**Exercise requirements**
Say how many lines in the material below contain the word "info", giving the number alone.

**Data to process**
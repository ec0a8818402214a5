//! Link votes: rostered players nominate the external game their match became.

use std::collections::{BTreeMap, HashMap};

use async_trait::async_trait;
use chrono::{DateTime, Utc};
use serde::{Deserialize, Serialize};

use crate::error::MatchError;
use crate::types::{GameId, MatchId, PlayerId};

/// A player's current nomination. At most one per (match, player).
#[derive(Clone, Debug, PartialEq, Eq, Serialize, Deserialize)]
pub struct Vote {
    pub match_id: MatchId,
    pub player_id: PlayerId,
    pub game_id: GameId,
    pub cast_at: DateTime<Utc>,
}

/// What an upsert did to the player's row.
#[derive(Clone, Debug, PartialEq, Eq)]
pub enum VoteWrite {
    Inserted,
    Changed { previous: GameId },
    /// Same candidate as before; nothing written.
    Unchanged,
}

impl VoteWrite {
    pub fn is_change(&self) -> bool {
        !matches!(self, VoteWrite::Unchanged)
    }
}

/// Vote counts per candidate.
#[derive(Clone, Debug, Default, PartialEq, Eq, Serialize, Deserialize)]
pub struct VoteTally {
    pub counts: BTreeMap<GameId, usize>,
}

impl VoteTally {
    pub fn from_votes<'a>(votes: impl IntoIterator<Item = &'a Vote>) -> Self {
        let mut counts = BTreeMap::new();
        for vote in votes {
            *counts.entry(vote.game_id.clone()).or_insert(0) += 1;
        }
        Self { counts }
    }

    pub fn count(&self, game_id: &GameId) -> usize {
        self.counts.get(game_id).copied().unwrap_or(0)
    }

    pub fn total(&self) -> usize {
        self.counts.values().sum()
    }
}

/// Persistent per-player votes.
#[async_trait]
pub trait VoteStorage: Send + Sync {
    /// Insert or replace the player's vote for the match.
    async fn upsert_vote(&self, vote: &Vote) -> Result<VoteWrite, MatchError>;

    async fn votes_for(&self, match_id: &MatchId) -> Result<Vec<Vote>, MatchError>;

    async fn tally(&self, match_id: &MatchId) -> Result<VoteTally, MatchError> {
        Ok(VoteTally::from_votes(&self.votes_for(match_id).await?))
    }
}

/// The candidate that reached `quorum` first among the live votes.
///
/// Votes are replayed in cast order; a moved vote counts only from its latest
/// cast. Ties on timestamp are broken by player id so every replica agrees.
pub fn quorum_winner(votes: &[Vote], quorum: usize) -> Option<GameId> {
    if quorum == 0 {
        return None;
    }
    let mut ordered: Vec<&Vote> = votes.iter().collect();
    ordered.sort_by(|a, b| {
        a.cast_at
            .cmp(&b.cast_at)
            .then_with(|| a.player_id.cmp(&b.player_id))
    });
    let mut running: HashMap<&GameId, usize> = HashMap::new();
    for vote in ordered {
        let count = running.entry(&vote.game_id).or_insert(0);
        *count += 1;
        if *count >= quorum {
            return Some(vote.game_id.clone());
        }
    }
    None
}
---
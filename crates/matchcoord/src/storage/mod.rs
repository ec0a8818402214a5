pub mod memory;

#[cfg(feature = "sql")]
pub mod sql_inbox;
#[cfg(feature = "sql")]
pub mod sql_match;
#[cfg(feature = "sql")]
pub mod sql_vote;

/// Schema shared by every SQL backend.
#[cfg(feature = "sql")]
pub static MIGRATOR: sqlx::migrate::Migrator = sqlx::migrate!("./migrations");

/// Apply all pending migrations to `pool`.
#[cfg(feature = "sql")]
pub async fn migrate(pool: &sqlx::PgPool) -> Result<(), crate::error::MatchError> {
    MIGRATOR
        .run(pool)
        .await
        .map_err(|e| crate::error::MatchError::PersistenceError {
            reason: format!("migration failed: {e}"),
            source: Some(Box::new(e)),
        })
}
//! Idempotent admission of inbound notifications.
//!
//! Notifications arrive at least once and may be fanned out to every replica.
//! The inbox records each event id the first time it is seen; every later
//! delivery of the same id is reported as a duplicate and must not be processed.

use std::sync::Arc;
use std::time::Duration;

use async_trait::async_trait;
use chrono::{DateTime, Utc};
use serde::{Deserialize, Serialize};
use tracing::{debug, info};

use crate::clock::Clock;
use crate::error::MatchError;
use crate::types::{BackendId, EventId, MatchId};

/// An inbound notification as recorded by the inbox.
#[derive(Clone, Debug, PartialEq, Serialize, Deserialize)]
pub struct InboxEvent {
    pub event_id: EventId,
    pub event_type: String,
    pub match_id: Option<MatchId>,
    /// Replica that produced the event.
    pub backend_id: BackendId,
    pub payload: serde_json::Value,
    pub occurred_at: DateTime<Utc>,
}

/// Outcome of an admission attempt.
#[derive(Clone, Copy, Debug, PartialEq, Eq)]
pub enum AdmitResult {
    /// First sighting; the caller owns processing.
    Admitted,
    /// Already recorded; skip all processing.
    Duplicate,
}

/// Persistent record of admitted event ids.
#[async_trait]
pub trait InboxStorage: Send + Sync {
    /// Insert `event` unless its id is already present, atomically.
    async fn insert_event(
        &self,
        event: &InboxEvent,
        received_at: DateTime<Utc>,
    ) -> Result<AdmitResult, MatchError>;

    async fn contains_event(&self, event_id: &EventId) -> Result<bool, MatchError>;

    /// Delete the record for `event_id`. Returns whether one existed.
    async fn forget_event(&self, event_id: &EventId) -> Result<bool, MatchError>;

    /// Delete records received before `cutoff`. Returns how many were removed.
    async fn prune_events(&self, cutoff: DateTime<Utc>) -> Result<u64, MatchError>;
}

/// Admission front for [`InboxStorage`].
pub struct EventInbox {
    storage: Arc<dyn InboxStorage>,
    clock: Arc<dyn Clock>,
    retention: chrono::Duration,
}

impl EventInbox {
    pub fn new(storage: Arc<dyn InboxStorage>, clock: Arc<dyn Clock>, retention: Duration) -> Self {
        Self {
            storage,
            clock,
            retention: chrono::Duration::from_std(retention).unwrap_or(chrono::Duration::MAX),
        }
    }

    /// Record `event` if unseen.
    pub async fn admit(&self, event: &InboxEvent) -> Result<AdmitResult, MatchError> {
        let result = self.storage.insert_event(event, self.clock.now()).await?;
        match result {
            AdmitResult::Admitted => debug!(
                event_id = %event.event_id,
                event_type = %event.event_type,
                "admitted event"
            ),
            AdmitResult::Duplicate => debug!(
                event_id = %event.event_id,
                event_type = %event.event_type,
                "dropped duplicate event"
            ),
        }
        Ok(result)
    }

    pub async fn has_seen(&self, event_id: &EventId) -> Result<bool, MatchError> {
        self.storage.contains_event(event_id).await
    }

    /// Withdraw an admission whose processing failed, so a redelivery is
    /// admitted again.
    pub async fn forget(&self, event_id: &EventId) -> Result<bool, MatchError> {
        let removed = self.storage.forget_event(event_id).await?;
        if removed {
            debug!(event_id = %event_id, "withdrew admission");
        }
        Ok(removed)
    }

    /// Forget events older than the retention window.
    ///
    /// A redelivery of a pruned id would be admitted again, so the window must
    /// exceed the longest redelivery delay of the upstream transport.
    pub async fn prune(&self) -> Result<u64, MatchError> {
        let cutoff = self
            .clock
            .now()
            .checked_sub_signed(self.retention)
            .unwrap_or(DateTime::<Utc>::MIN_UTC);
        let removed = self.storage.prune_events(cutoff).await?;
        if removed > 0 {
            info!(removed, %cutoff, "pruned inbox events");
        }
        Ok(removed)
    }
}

**Response to the exercise**
2